§ **Task requirements**
Wherever the string "zrem" appears in the listing, copy that line.

Supplied data: Begin

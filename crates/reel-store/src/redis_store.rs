//! Redis-backed store implementations.
//!
//! Jobs are JSON values under a per-record TTL, indexed by `updated_at` in a
//! sorted set so stale scans never walk the whole keyspace. Checkpoints get
//! their own, longer TTL. Leases are standalone `SET NX EX` keys so renewal
//! never races with job saves. The ledger is a pair of hashes.

use std::time::Duration;

use async_trait::async_trait;
use redis::AsyncCommands;
use tracing::{debug, warn};

use reel_models::{AssetRecord, Job, JobId, JobStatus, Stage};

use crate::error::{StoreError, StoreResult};
use crate::traits::{AssetLedger, Checkpoint, CheckpointStore, JobStore};

/// Upper bound on index entries walked by a filtered `list`.
const LIST_SCAN_LIMIT: isize = 512;

/// Store configuration.
#[derive(Debug, Clone)]
pub struct StoreConfig {
    /// Redis URL
    pub redis_url: String,
    /// Key prefix for all records
    pub key_prefix: String,
    /// Job record TTL
    pub job_ttl: Duration,
    /// Checkpoint TTL; must outlive transient job unavailability
    pub checkpoint_ttl: Duration,
}

impl Default for StoreConfig {
    fn default() -> Self {
        Self {
            redis_url: "redis://localhost:6379".to_string(),
            key_prefix: "reel".to_string(),
            job_ttl: Duration::from_secs(24 * 3600),
            checkpoint_ttl: Duration::from_secs(72 * 3600),
        }
    }
}

impl StoreConfig {
    /// Create config from environment variables.
    pub fn from_env() -> Self {
        Self {
            redis_url: std::env::var("REDIS_URL")
                .unwrap_or_else(|_| "redis://localhost:6379".to_string()),
            key_prefix: std::env::var("REEL_KEY_PREFIX").unwrap_or_else(|_| "reel".to_string()),
            job_ttl: Duration::from_secs(
                std::env::var("REEL_JOB_TTL_SECS")
                    .ok()
                    .and_then(|s| s.parse().ok())
                    .unwrap_or(24 * 3600),
            ),
            checkpoint_ttl: Duration::from_secs(
                std::env::var("REEL_CHECKPOINT_TTL_SECS")
                    .ok()
                    .and_then(|s| s.parse().ok())
                    .unwrap_or(72 * 3600),
            ),
        }
    }
}

/// Redis store implementing all three storage traits.
#[derive(Clone)]
pub struct RedisStore {
    client: redis::Client,
    config: StoreConfig,
}

impl RedisStore {
    /// Create a new store.
    pub fn new(config: StoreConfig) -> StoreResult<Self> {
        let client = redis::Client::open(config.redis_url.as_str())?;
        Ok(Self { client, config })
    }

    /// Create from environment variables.
    pub fn from_env() -> StoreResult<Self> {
        Self::new(StoreConfig::from_env())
    }

    async fn conn(&self) -> StoreResult<redis::aio::MultiplexedConnection> {
        Ok(self.client.get_multiplexed_async_connection().await?)
    }

    fn job_key(&self, id: &JobId) -> String {
        format!("{}:job:{}", self.config.key_prefix, id)
    }

    fn index_key(&self) -> String {
        format!("{}:jobs:index", self.config.key_prefix)
    }

    fn checkpoint_key(&self, id: &JobId) -> String {
        format!("{}:checkpoint:{}", self.config.key_prefix, id)
    }

    fn lease_key(&self, id: &JobId) -> String {
        format!("{}:lease:{}", self.config.key_prefix, id)
    }

    fn ledger_key(&self, set: &str) -> String {
        format!("{}:ledger:{}", self.config.key_prefix, set)
    }

    /// Load jobs for a list of ids, dropping (and unindexing) entries whose
    /// record has expired underneath the index.
    async fn load_indexed(
        &self,
        conn: &mut redis::aio::MultiplexedConnection,
        ids: Vec<String>,
    ) -> StoreResult<Vec<Job>> {
        let mut jobs = Vec::with_capacity(ids.len());
        for id in ids {
            let payload: Option<String> = conn.get(self.job_key(&JobId::from_string(&id))).await?;
            match payload {
                Some(json) => match serde_json::from_str::<Job>(&json) {
                    Ok(job) => jobs.push(job),
                    Err(e) => warn!(job_id = %id, "Skipping unparseable job record: {}", e),
                },
                None => {
                    debug!(job_id = %id, "Removing expired job from index");
                    conn.zrem::<_, _, ()>(self.index_key(), &id).await?;
                }
            }
        }
        Ok(jobs)
    }
}

#[async_trait]
impl JobStore for RedisStore {
    async fn save(&self, job: &Job) -> StoreResult<()> {
        let mut conn = self.conn().await?;
        let payload = serde_json::to_string(job)?;

        conn.set_ex::<_, _, ()>(
            self.job_key(&job.id),
            payload,
            self.config.job_ttl.as_secs(),
        )
        .await?;
        conn.zadd::<_, _, _, ()>(
            self.index_key(),
            job.id.as_str(),
            job.updated_at.timestamp_millis() as f64 / 1000.0,
        )
        .await?;

        Ok(())
    }

    async fn get(&self, id: &JobId) -> StoreResult<Option<Job>> {
        let mut conn = self.conn().await?;
        let payload: Option<String> = conn.get(self.job_key(id)).await?;
        match payload {
            Some(json) => Ok(Some(serde_json::from_str(&json)?)),
            None => Ok(None),
        }
    }

    async fn list(&self, status: Option<JobStatus>, limit: usize) -> StoreResult<Vec<Job>> {
        let mut conn = self.conn().await?;
        let ids: Vec<String> = conn
            .zrevrange(self.index_key(), 0, LIST_SCAN_LIMIT - 1)
            .await?;

        let mut jobs = self.load_indexed(&mut conn, ids).await?;
        if let Some(status) = status {
            jobs.retain(|j| j.status == status);
        }
        jobs.truncate(limit);
        Ok(jobs)
    }

    async fn delete(&self, id: &JobId) -> StoreResult<bool> {
        let mut conn = self.conn().await?;
        let removed: u32 = conn.del(self.job_key(id)).await?;
        conn.zrem::<_, _, ()>(self.index_key(), id.as_str()).await?;
        conn.del::<_, ()>(self.lease_key(id)).await?;
        Ok(removed > 0)
    }

    async fn find_stale(&self, max_age: Duration) -> StoreResult<Vec<Job>> {
        let mut conn = self.conn().await?;
        let cutoff =
            chrono::Utc::now().timestamp_millis() as f64 / 1000.0 - max_age.as_secs_f64();

        let ids: Vec<String> = conn
            .zrangebyscore(self.index_key(), "-inf", cutoff)
            .await?;

        let mut jobs = self.load_indexed(&mut conn, ids).await?;
        jobs.retain(|j| !j.is_terminal());
        Ok(jobs)
    }

    async fn acquire_lease(&self, id: &JobId, ttl: Duration) -> StoreResult<bool> {
        let mut conn = self.conn().await?;
        let acquired: Option<String> = redis::cmd("SET")
            .arg(self.lease_key(id))
            .arg("held")
            .arg("NX")
            .arg("EX")
            .arg(ttl.as_secs())
            .query_async(&mut conn)
            .await?;
        Ok(acquired.is_some())
    }

    async fn renew_lease(&self, id: &JobId, ttl: Duration) -> StoreResult<()> {
        let mut conn = self.conn().await?;
        conn.set_ex::<_, _, ()>(self.lease_key(id), "held", ttl.as_secs())
            .await?;
        Ok(())
    }

    async fn release_lease(&self, id: &JobId) -> StoreResult<()> {
        let mut conn = self.conn().await?;
        conn.del::<_, ()>(self.lease_key(id)).await?;
        Ok(())
    }

    async fn lease_held(&self, id: &JobId) -> StoreResult<bool> {
        let mut conn = self.conn().await?;
        Ok(conn.exists(self.lease_key(id)).await?)
    }
}

#[async_trait]
impl CheckpointStore for RedisStore {
    async fn save(&self, id: &JobId, stage: Stage) -> StoreResult<()> {
        let mut conn = self.conn().await?;
        let key = self.checkpoint_key(id);

        let mut checkpoint: Checkpoint = match conn.get::<_, Option<String>>(&key).await? {
            Some(json) => serde_json::from_str(&json)?,
            None => Checkpoint::default(),
        };
        checkpoint.record(stage);

        conn.set_ex::<_, _, ()>(
            &key,
            serde_json::to_string(&checkpoint)?,
            self.config.checkpoint_ttl.as_secs(),
        )
        .await?;

        debug!(job_id = %id, stage = %stage, "Checkpointed stage");
        Ok(())
    }

    async fn load(&self, id: &JobId) -> StoreResult<Option<Checkpoint>> {
        let mut conn = self.conn().await?;
        let payload: Option<String> = conn.get(self.checkpoint_key(id)).await?;
        match payload {
            Some(json) => Ok(Some(serde_json::from_str(&json)?)),
            None => Ok(None),
        }
    }

    async fn delete(&self, id: &JobId) -> StoreResult<()> {
        let mut conn = self.conn().await?;
        conn.del::<_, ()>(self.checkpoint_key(id)).await?;
        Ok(())
    }
}

#[async_trait]
impl AssetLedger for RedisStore {
    async fn is_rejected(&self, clip_id: &str) -> StoreResult<bool> {
        let mut conn = self.conn().await?;
        Ok(conn.hexists(self.ledger_key("rejected"), clip_id).await?)
    }

    async fn is_approved(&self, clip_id: &str) -> StoreResult<bool> {
        let mut conn = self.conn().await?;
        Ok(conn.hexists(self.ledger_key("approved"), clip_id).await?)
    }

    async fn add_approved(&self, clip_id: &str, confidence: Option<f64>) -> StoreResult<()> {
        let mut conn = self.conn().await?;

        // Rejection is permanent: never let an approval shadow it.
        let rejected: bool = conn.hexists(self.ledger_key("rejected"), clip_id).await?;
        if rejected {
            return Err(StoreError::ledger_conflict(format!(
                "clip {clip_id} is blacklisted"
            )));
        }

        let record = AssetRecord::approved(clip_id, confidence);
        conn.hset::<_, _, _, ()>(
            self.ledger_key("approved"),
            clip_id,
            serde_json::to_string(&record)?,
        )
        .await?;
        metrics::counter!("reel_ledger_approvals_total").increment(1);
        Ok(())
    }

    async fn add_rejected(
        &self,
        clip_id: &str,
        reason: &str,
        confidence: Option<f64>,
    ) -> StoreResult<()> {
        let mut conn = self.conn().await?;

        let record = AssetRecord::rejected(clip_id, reason, confidence);
        conn.hset::<_, _, _, ()>(
            self.ledger_key("rejected"),
            clip_id,
            serde_json::to_string(&record)?,
        )
        .await?;
        // Mutual exclusion: a rejection evicts any prior approval.
        conn.hdel::<_, _, ()>(self.ledger_key("approved"), clip_id)
            .await?;
        metrics::counter!("reel_ledger_rejections_total").increment(1);
        Ok(())
    }

    async fn get(&self, clip_id: &str) -> StoreResult<Option<AssetRecord>> {
        let mut conn = self.conn().await?;
        let approved: Option<String> = conn.hget(self.ledger_key("approved"), clip_id).await?;
        if let Some(json) = approved {
            return Ok(Some(serde_json::from_str(&json)?));
        }
        let rejected: Option<String> = conn.hget(self.ledger_key("rejected"), clip_id).await?;
        match rejected {
            Some(json) => Ok(Some(serde_json::from_str(&json)?)),
            None => Ok(None),
        }
    }
}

Supplied data: End

§ **Your response**
                    conn.zrem::<_, _, ()>(self.index_key(), &id).await?;
        conn.zrem::<_, _, ()>(self.index_key(), id.as_str()).await?;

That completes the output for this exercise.